Reproduce the records word for word, from the first line to the line containing "use crate::sample::Sample;".

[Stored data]

[Start of Attachment]

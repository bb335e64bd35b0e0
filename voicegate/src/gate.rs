use serde::Serialize;
use tracing::info;

use crate::extractor::Extractor;
use crate::fingerprint::Fingerprint;
use crate::matcher::{MatchVerdict, Matcher};
use crate::sample::Sample;
use crate::store::FingerprintStore;
use crate::VoicegateError;

/// Outcome of [`VoiceGate::verify`].
#[derive(Debug, Clone, Copy, PartialEq, Serialize)]
pub struct Verification {
    /// Fingerprint of the utterance just captured.
    pub candidate: Fingerprint,
    /// The enrolled fingerprint it was compared against.
    pub reference: Fingerprint,
    pub verdict: MatchVerdict,
}

impl Verification {
    /// Reports whether the speaker was let through.
    pub fn accepted(&self) -> bool {
        self.verdict.accepted
    }
}

/// Enrollment and verification over a single stored fingerprint.
///
/// The store is injected, so the same gate runs against [`crate::MemoryStore`]
/// in tests and [`crate::RedbStore`] on disk. Failed extractions never
/// touch the store.
pub struct VoiceGate<S> {
    store: S,
    extractor: Extractor,
    matcher: Matcher,
}

impl<S: FingerprintStore> VoiceGate<S> {
    /// Creates a gate with default extraction and matching rules.
    pub fn new(store: S) -> Self {
        Self::with_parts(store, Extractor::new(), Matcher::new())
    }

    /// Creates a gate with a custom extractor and matcher.
    pub fn with_parts(store: S, extractor: Extractor, matcher: Matcher) -> Self {
        Self {
            store,
            extractor,
            matcher,
        }
    }

    /// Returns the underlying store.
    pub fn store(&self) -> &S {
        &self.store
    }

    /// Returns the extractor in use.
    pub fn extractor(&self) -> &Extractor {
        &self.extractor
    }

    /// Returns the matcher in use.
    pub fn matcher(&self) -> &Matcher {
        &self.matcher
    }

    /// Extracts a fingerprint and stores it, replacing any previous enrollment.
    pub fn enroll(&self, samples: &[Sample]) -> Result<Fingerprint, VoicegateError> {
        let fp = self.extractor.extract(samples)?;
        self.store.save(&fp)?;
        info!(fingerprint = %fp, "voicegate: voice pattern enrolled");
        Ok(fp)
    }

    /// Extracts a fingerprint and compares it against the enrolled one.
    ///
    /// Fails with [`VoicegateError::NoReferenceEnrolled`] when nothing is
    /// enrolled. A rejected match is not an error; check
    /// [`Verification::accepted`].
    pub fn verify(&self, samples: &[Sample]) -> Result<Verification, VoicegateError> {
        let candidate = self.extractor.extract(samples)?;
        let reference = self
            .store
            .load()?
            .ok_or(VoicegateError::NoReferenceEnrolled)?;
        let verdict = self.matcher.compare(&candidate, &reference);
        info!(
            verdict = %verdict,
            failed = ?verdict.failed_criteria(),
            "voicegate: voice pattern verified"
        );
        Ok(Verification {
            candidate,
            reference,
            verdict,
        })
    }

    /// Compares an already-extracted fingerprint against the enrolled one.
    pub fn verify_fingerprint(&self, candidate: &Fingerprint) -> Result<MatchVerdict, VoicegateError> {
        let reference = self
            .store
            .load()?
            .ok_or(VoicegateError::NoReferenceEnrolled)?;
        Ok(self.matcher.compare(candidate, &reference))
    }

    /// Removes the enrolled fingerprint. Resetting an empty gate is a no-op.
    pub fn reset(&self) -> Result<(), VoicegateError> {
        self.store.clear()?;
        info!("voicegate: voice pattern reset");
        Ok(())
    }

    /// Returns the enrolled fingerprint, if any.
    pub fn reference(&self) -> Result<Option<Fingerprint>, VoicegateError> {
        Ok(self.store.load()?)
    }

    /// Reports whether a fingerprint is enrolled.
    pub fn is_enrolled(&self) -> Result<bool, VoicegateError> {
        Ok(self.store.load()?.is_some())
    }
}
use std::fmt;

use serde::{Deserialize, Serialize};
use tracing::debug;

use crate::fingerprint::Fingerprint;

/// One of the four match criteria.
#[derive(Debug, Clone, Copy, PartialEq, Eq, Hash, Serialize, Deserialize)]
#[serde(rename_all = "lowercase")]
pub enum Criterion {
    /// Active sample count within a relative tolerance.
    Duration,
    /// Average volume within a relative tolerance.
    Volume,
    /// Rhythm score within a relative tolerance.
    Rhythm,
    /// Peak count within an absolute tolerance.
    Peaks,
}

impl Criterion {
    /// All criteria in evaluation order.
    pub const ALL: [Criterion; 4] = [
        Criterion::Duration,
        Criterion::Volume,
        Criterion::Rhythm,
        Criterion::Peaks,
    ];
}

impl fmt::Display for Criterion {
    fn fmt(&self, f: &mut fmt::Formatter<'_>) -> fmt::Result {
        match self {
            Self::Duration => write!(f, "duration"),
            Self::Volume => write!(f, "volume"),
            Self::Rhythm => write!(f, "rhythm"),
            Self::Peaks => write!(f, "peaks"),
        }
    }
}

/// Result of comparing a candidate fingerprint against a reference.
#[derive(Debug, Clone, Copy, PartialEq, Eq, Serialize, Deserialize)]
#[serde(rename_all = "camelCase")]
pub struct MatchVerdict {
    pub duration_match: bool,
    pub volume_match: bool,
    pub rhythm_match: bool,
    pub peak_match: bool,
    /// Number of criteria that passed (0-4).
    pub agreement_count: u8,
    /// Whether enough criteria agreed.
    pub accepted: bool,
}

impl MatchVerdict {
    /// Returns the outcome of a single criterion.
    pub fn passed(&self, criterion: Criterion) -> bool {
        match criterion {
            Criterion::Duration => self.duration_match,
            Criterion::Volume => self.volume_match,
            Criterion::Rhythm => self.rhythm_match,
            Criterion::Peaks => self.peak_match,
        }
    }

    /// Returns the criteria that did not pass.
    pub fn failed_criteria(&self) -> Vec<Criterion> {
        Criterion::ALL
            .into_iter()
            .filter(|&c| !self.passed(c))
            .collect()
    }
}

impl fmt::Display for MatchVerdict {
    fn fmt(&self, f: &mut fmt::Formatter<'_>) -> fmt::Result {
        let word = if self.accepted { "accepted" } else { "rejected" };
        write!(f, "{word} ({}/{})", self.agreement_count, Criterion::ALL.len())
    }
}

/// Scores a candidate fingerprint against a stored reference.
///
/// # Algorithm
///
/// Each criterion is an independent tolerance check against the reference:
///
/// ```text
/// duration  |c - r| / r < 0.30   (activeSampleCount)
/// volume    |c - r| / r < 0.30   (averageVolume)
/// rhythm    |c - r| / r < 0.40   (rhythmScore)
/// peaks     |c - r|     <= 2     (peakCount)
/// ```
///
/// A relative check whose reference value is zero fails. The candidate is
/// accepted when at least 3 of the 4 criteria agree.
#[derive(Debug, Clone)]
pub struct Matcher {
    cfg: MatcherConfig,
}

/// Configuration for [`Matcher`].
#[derive(Debug, Clone, PartialEq, Serialize, Deserialize)]
#[serde(default)]
pub struct MatcherConfig {
    /// Relative tolerance on active sample count (default: 0.30).
    pub duration_tolerance: f64,
    /// Relative tolerance on average volume (default: 0.30).
    pub volume_tolerance: f64,
    /// Relative tolerance on rhythm score (default: 0.40).
    pub rhythm_tolerance: f64,
    /// Absolute tolerance on peak count (default: 2).
    pub peak_tolerance: u32,
    /// Criteria that must pass for acceptance (default: 3).
    pub min_agreement: u8,
}

impl Default for MatcherConfig {
    fn default() -> Self {
        Self {
            duration_tolerance: 0.30,
            volume_tolerance: 0.30,
            rhythm_tolerance: 0.40,
            peak_tolerance: 2,
            min_agreement: 3,
        }
    }
}

impl Matcher {
    /// Creates a Matcher with the default tolerances.
    pub fn new() -> Self {
        Self::with_config(MatcherConfig::default())
    }

    /// Creates a Matcher with the given configuration.
    /// Non-positive or non-finite tolerances and an agreement outside 1..=4
    /// fall back to defaults.
    pub fn with_config(cfg: MatcherConfig) -> Self {
        let def = MatcherConfig::default();
        let tolerance = |v: f64, d: f64| if v.is_finite() && v > 0.0 { v } else { d };
        let min_agreement = if (1..=Criterion::ALL.len() as u8).contains(&cfg.min_agreement) {
            cfg.min_agreement
        } else {
            def.min_agreement
        };
        Self {
            cfg: MatcherConfig {
                duration_tolerance: tolerance(cfg.duration_tolerance, def.duration_tolerance),
                volume_tolerance: tolerance(cfg.volume_tolerance, def.volume_tolerance),
                rhythm_tolerance: tolerance(cfg.rhythm_tolerance, def.rhythm_tolerance),
                peak_tolerance: cfg.peak_tolerance,
                min_agreement,
            },
        }
    }

    /// Returns the effective configuration.
    pub fn config(&self) -> &MatcherConfig {
        &self.cfg
    }

    /// Compares `candidate` against `reference`.
    ///
    /// Deterministic and infallible; a missing reference must be handled by
    /// the caller before getting here.
    pub fn compare(&self, candidate: &Fingerprint, reference: &Fingerprint) -> MatchVerdict {
        let duration_match = within_relative(
            candidate.active_sample_count as f64,
            reference.active_sample_count as f64,
            self.cfg.duration_tolerance,
        );
        let volume_match = within_relative(
            candidate.average_volume,
            reference.average_volume,
            self.cfg.volume_tolerance,
        );
        let rhythm_match = within_relative(
            candidate.rhythm_score,
            reference.rhythm_score,
            self.cfg.rhythm_tolerance,
        );
        let peak_match = candidate.peak_count.abs_diff(reference.peak_count) <= self.cfg.peak_tolerance;

        let agreement_count = [duration_match, volume_match, rhythm_match, peak_match]
            .into_iter()
            .filter(|&m| m)
            .count() as u8;

        let verdict = MatchVerdict {
            duration_match,
            volume_match,
            rhythm_match,
            peak_match,
            agreement_count,
            accepted: agreement_count >= self.cfg.min_agreement,
        };

        debug!(
            duration = duration_match,
            volume = volume_match,
            rhythm = rhythm_match,
            peaks = peak_match,
            agreement = agreement_count,
            "voicegate: compared fingerprints"
        );

        verdict
    }
}

impl Default for Matcher {
    fn default() -> Self {
        Self::new()
    }
}

/// `|candidate - reference| / reference < tolerance`, failing on a zero or
/// non-finite reference.
fn within_relative(candidate: f64, reference: f64, tolerance: f64) -> bool {
    if reference == 0.0 || !reference.is_finite() {
        return false;
    }
    (candidate - reference).abs() / reference.abs() < tolerance
}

[End of Attachment]

■ **TASK ANSWER**
repository bb335e64bd35b0e0
filename voicegate/src/gate.rs
use serde::Serialize;
use tracing::info;

use crate::extractor::Extractor;
use crate::fingerprint::Fingerprint;
use crate::matcher::{MatchVerdict, Matcher};
use crate::sample::Sample;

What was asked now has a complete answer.